Second TV host: "But the person who is being beheaded is definitely not anesthetized, right?"

Abdallah Al-Bishi: "No, he is not anesthetized at all."

Now the leaves are falling fast…

Leaf blowers and vacuums are big business and for years I resisted their allure. Sort of like weed eaters, which I thought were also a phony. All they do is cut the tops off weeds, which then grow back a few days later and you’re back out in the yard with the "weed eater" cutting the tops off all the weeds all over again.
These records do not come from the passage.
//! Line commands read from stdin in `run` mode, one event per line.
//!
//! ```text
//! install | activate
//! fetch <url-or-path> [destination]
//! message <json>
//! sync [tag] | periodic-sync [tag]
//! push [json] | click [action]
//! online | offline
//! ```

use color_eyre::{eyre::eyre, Result};
use tokio::sync::oneshot;
use tracing::info;
use url::Url;

use crate::config::Config;
use crate::event::Event;
use crate::http::{Destination, Request};
use crate::strategy::FetchOutcome;
use crate::worker::message::VersionReply;
use crate::worker::FetchReply;

/// Reply still owed to the console for a sent event.
#[derive(Debug)]
pub enum Awaiting {
  Nothing,
  Done(oneshot::Receiver<Result<()>>),
  Fetch(oneshot::Receiver<FetchReply>),
  Version(oneshot::Receiver<VersionReply>),
}

/// Resolve an absolute URL, or a path on the configured origin.
pub fn resolve_url(config: &Config, target: &str) -> Result<Url> {
  match Url::parse(target) {
    Ok(url) => Ok(url),
    Err(_) => config.url_for(target),
  }
}

/// Parse one line. Blank lines yield `None`.
pub fn parse(line: &str, config: &Config) -> Result<Option<(Event, Awaiting)>> {
  let line = line.trim();
  if line.is_empty() {
    return Ok(None);
  }

  let (command, rest) = match line.split_once(char::is_whitespace) {
    Some((command, rest)) => (command, rest.trim()),
    None => (line, ""),
  };
  let arg = (!rest.is_empty()).then(|| rest.to_string());

  let parsed = match command {
    "install" | "activate" => {
      let (tx, rx) = oneshot::channel();
      let event = if command == "install" {
        Event::Install { done: Some(tx) }
      } else {
        Event::Activate { done: Some(tx) }
      };
      (event, Awaiting::Done(rx))
    }
    "fetch" => {
      let mut parts = rest.split_whitespace();
      let target = parts
        .next()
        .ok_or_else(|| eyre!("Usage: fetch <url-or-path> [destination]"))?;
      let destination = match parts.next() {
        Some(d) => d.parse::<Destination>().map_err(|e| eyre!("{}", e))?,
        None => Destination::Empty,
      };

      let request = Request::get(resolve_url(config, target)?).with_destination(destination);
      let (tx, rx) = oneshot::channel();
      (
        Event::Fetch {
          request,
          respond_with: tx,
        },
        Awaiting::Fetch(rx),
      )
    }
    "message" => {
      let (tx, rx) = oneshot::channel();
      (
        Event::Message {
          data: rest.as_bytes().to_vec(),
          port: Some(tx),
        },
        Awaiting::Version(rx),
      )
    }
    "sync" => (
      Event::Sync {
        tag: arg.unwrap_or_else(|| config.sync.background_tag.clone()),
      },
      Awaiting::Nothing,
    ),
    "periodic-sync" => (
      Event::PeriodicSync {
        tag: arg.unwrap_or_else(|| config.sync.periodic_tag.clone()),
      },
      Awaiting::Nothing,
    ),
    "push" => (
      Event::Push {
        data: arg.map(String::into_bytes),
      },
      Awaiting::Nothing,
    ),
    "click" => (
      Event::NotificationClick {
        tag: config.notifications.tag.clone(),
        action: arg,
      },
      Awaiting::Nothing,
    ),
    "online" => (Event::Online(true), Awaiting::Nothing),
    "offline" => (Event::Online(false), Awaiting::Nothing),
    other => return Err(eyre!("Unknown command: {}", other)),
  };

  Ok(Some(parsed))
}

pub fn print_outcome(outcome: &FetchOutcome) {
  let response = &outcome.response;
  println!(
    "{} {} ({:?}) {}",
    response.status,
    response.status_text,
    outcome.source,
    response.header("content-type").unwrap_or("-")
  );
  println!("{}", String::from_utf8_lossy(&response.body));
}

/// Print whatever the event replied. Dropped replies print nothing.
pub async fn report(awaiting: Awaiting) {
  match awaiting {
    Awaiting::Nothing => {}
    Awaiting::Done(rx) => match rx.await {
      Ok(Ok(())) => println!("ok"),
      Ok(Err(err)) => println!("error: {}", err),
      Err(_) => {}
    },
    Awaiting::Fetch(rx) => match rx.await {
      Ok(FetchReply::PassThrough) => println!("not intercepted"),
      Ok(FetchReply::Respond(Ok(outcome))) => print_outcome(&outcome),
      Ok(FetchReply::Respond(Err(err))) => println!("error: {}", err),
      Err(_) => {}
    },
    Awaiting::Version(rx) => {
      if let Ok(reply) = rx.await {
        println!("version: {}", reply.version);
      } else {
        info!("Message handled without a reply");
      }
    }
  }
}

#[cfg(test)]
mod tests {
  use super::*;
  use crate::test_support::config;

  fn event(line: &str) -> Event {
    parse(line, &config()).unwrap().unwrap().0
  }

  #[test]
  fn test_blank_line_is_skipped() {
    assert!(parse("   ", &config()).unwrap().is_none());
  }

  #[test]
  fn test_fetch_with_destination() {
    let Event::Fetch { request, .. } = event("fetch /coba-web-app/ document") else {
      panic!("expected a fetch event");
    };
    assert_eq!(
      request.url.as_str(),
      "https://example.github.io/coba-web-app/"
    );
    assert!(request.is_navigation());

    let Event::Fetch { request, .. } = event("fetch https://cdn.example.com/lib.js script") else {
      panic!("expected a fetch event");
    };
    assert_eq!(request.url.host_str(), Some("cdn.example.com"));
    assert_eq!(request.destination, Destination::Script);
  }

  #[test]
  fn test_fetch_errors() {
    assert!(parse("fetch", &config()).is_err());
    assert!(parse("fetch /x video", &config()).is_err());
    assert!(parse("teleport", &config()).is_err());
  }

  #[test]
  fn test_tags_default_from_config() {
    assert!(matches!(event("sync"), Event::Sync { tag } if tag == "background-sync"));
    assert!(matches!(event("sync other"), Event::Sync { tag } if tag == "other"));
    assert!(matches!(
      event("periodic-sync"),
      Event::PeriodicSync { tag } if tag == "content-sync"
    ));
  }

  #[test]
  fn test_message_keeps_whole_payload() {
    let Event::Message { data, port } = event(r#"message {"type": "GET_VERSION"}"#) else {
      panic!("expected a message event");
    };
    assert_eq!(data, br#"{"type": "GET_VERSION"}"#);
    assert!(port.is_some());
  }

  #[test]
  fn test_push_click_and_connectivity() {
    assert!(matches!(event("push"), Event::Push { data: None }));
    assert!(matches!(
      event(r#"push {"title":"Hi"}"#),
      Event::Push { data: Some(d) } if d == br#"{"title":"Hi"}"#
    ));
    assert!(matches!(
      event("click open"),
      Event::NotificationClick { tag, action: Some(a) } if tag == "app-notification" && a == "open"
    ));
    assert!(matches!(event("offline"), Event::Online(false)));
    assert!(matches!(event("online"), Event::Online(true)));
    assert!(matches!(event("activate"), Event::Activate { done: Some(_) }));
  }
}
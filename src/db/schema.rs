/// Schema for the worker database.
pub const SCHEMA: &str = r#"
PRAGMA foreign_keys = ON;

-- Named, versioned cache buckets (e.g. static-v1, dynamic-v1)
CREATE TABLE IF NOT EXISTS cache_generations (
    name TEXT PRIMARY KEY,
    created_at TEXT NOT NULL DEFAULT (datetime('now'))
);

-- Request -> response snapshots, one row per (generation, request)
CREATE TABLE IF NOT EXISTS cache_entries (
    generation TEXT NOT NULL,
    request_key TEXT NOT NULL,
    method TEXT NOT NULL,
    url TEXT NOT NULL,
    status INTEGER NOT NULL,
    status_text TEXT NOT NULL,
    headers TEXT NOT NULL,
    body BLOB NOT NULL,
    cached_at TEXT NOT NULL DEFAULT (datetime('now')),
    PRIMARY KEY (generation, request_key),
    FOREIGN KEY (generation) REFERENCES cache_generations(name) ON DELETE CASCADE
);

-- Outbound payloads waiting for background sync (delivered in id order)
CREATE TABLE IF NOT EXISTS sync_queue (
    id INTEGER PRIMARY KEY AUTOINCREMENT,
    tag TEXT NOT NULL,
    payload BLOB NOT NULL,
    attempts INTEGER NOT NULL DEFAULT 0,
    last_error TEXT,
    enqueued_at TEXT NOT NULL DEFAULT (datetime('now'))
);

CREATE INDEX IF NOT EXISTS idx_sync_queue_tag ON sync_queue(tag, id);

-- Version whose generations currently control clients (single row)
CREATE TABLE IF NOT EXISTS registration (
    id INTEGER PRIMARY KEY CHECK (id = 1),
    active_version TEXT NOT NULL,
    activated_at TEXT NOT NULL DEFAULT (datetime('now'))
);
"#;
Leaf blowers and vacs, I figured, might save your back from raking and bending to lift leaves into a barrel, but at the cost of damaging your eardrums with their high-pitched whine. I forgot to factor in the vibrations which leave your arms tingling for an hour afterwards, the inevitable cloggings of small sticks among the leaves that must be cleared, and the way the cord wraps around your ankles as you move along if you use an electric one. I know them now because I have one of the things–thanks to a newspaper ad that Mr. Boy and I separately chanced upon. Mr. B., like other  kids, just likes to buy things. The leaf blower and vac appealed to his innate consumer. Having developed minor back problems, the item finally appealed to me. Just like I have a weed eater now, as well. The weed eater actually works best for trimming grass around the rock perimeter of flower beds, instead of getting on your knees to snip it off by hand. The leaf blower and vac I am less sure about. But one thing I know. It has, somehow, inspired Mr. B. to yard work. Whereas trying to interest him in raking leaves when he was four was a no-go, he now, at age six, actually suggests that we go rake leaves. He doesn’t like the loud noise of the working leaf blower and vac, but he nevertheless finds some enjoyment in watching the piles of leaves disappear into the black-plastic maw of the thing. It’s a benefit the manufacturers might consider for their advertising. Interest your child in yard work: Buy a leaf blower and vac.

Get your isotopes here

That old Russian spy, and new British citizen, Alexander Litvinenko, was alleged to have been a victim of Putin’s revenge gang at the KGB. Because where, after all, could one get one’s hands on the exotic material, Polonium 210, that killed him? Ah, well now, it turns out you can buy it on the Web, at $69 a pop. Safety-sealed (for transport protection) but with a half-life of 138 days. Easy as pie.

Via SlashDot 

UPDATE  Snoop, at SimplyJews, says the quantity of these samples isn’t enough to kill anyone. Ah, but what if you bought a few hundred of them?

UPDATE2  Well, the seller, United Nuclear, finally has weighed in on the topic and scotched my notion with this notation on their website: "You would need about 15,000 of our Polonium-210 needle sources at a total cost of about $1 million – to have a toxic amount." Plus, they couldn’t sell you such a large amount, since they don’t stock the stuff but buy it from government reactors which will only sell small amounts.

Snuff caddies and portable spittoons

Tired of the unsightly ring your can of Copenhagen leaves on your jeans’ back pocket? Get a snuff caddy. Clips to your belt, right next to your cell phone. About had it carrying an empty beer can around to spit in? Get a portable cuspidor. In designer colors, of course. Which reminds me of a song you hardly ever hear any more: “Oh, Theodora, don’t spit on the floor-a, use the cuspidor-a, that’s what it is for.”

The consumer society, as ever, is at your command. Apparently.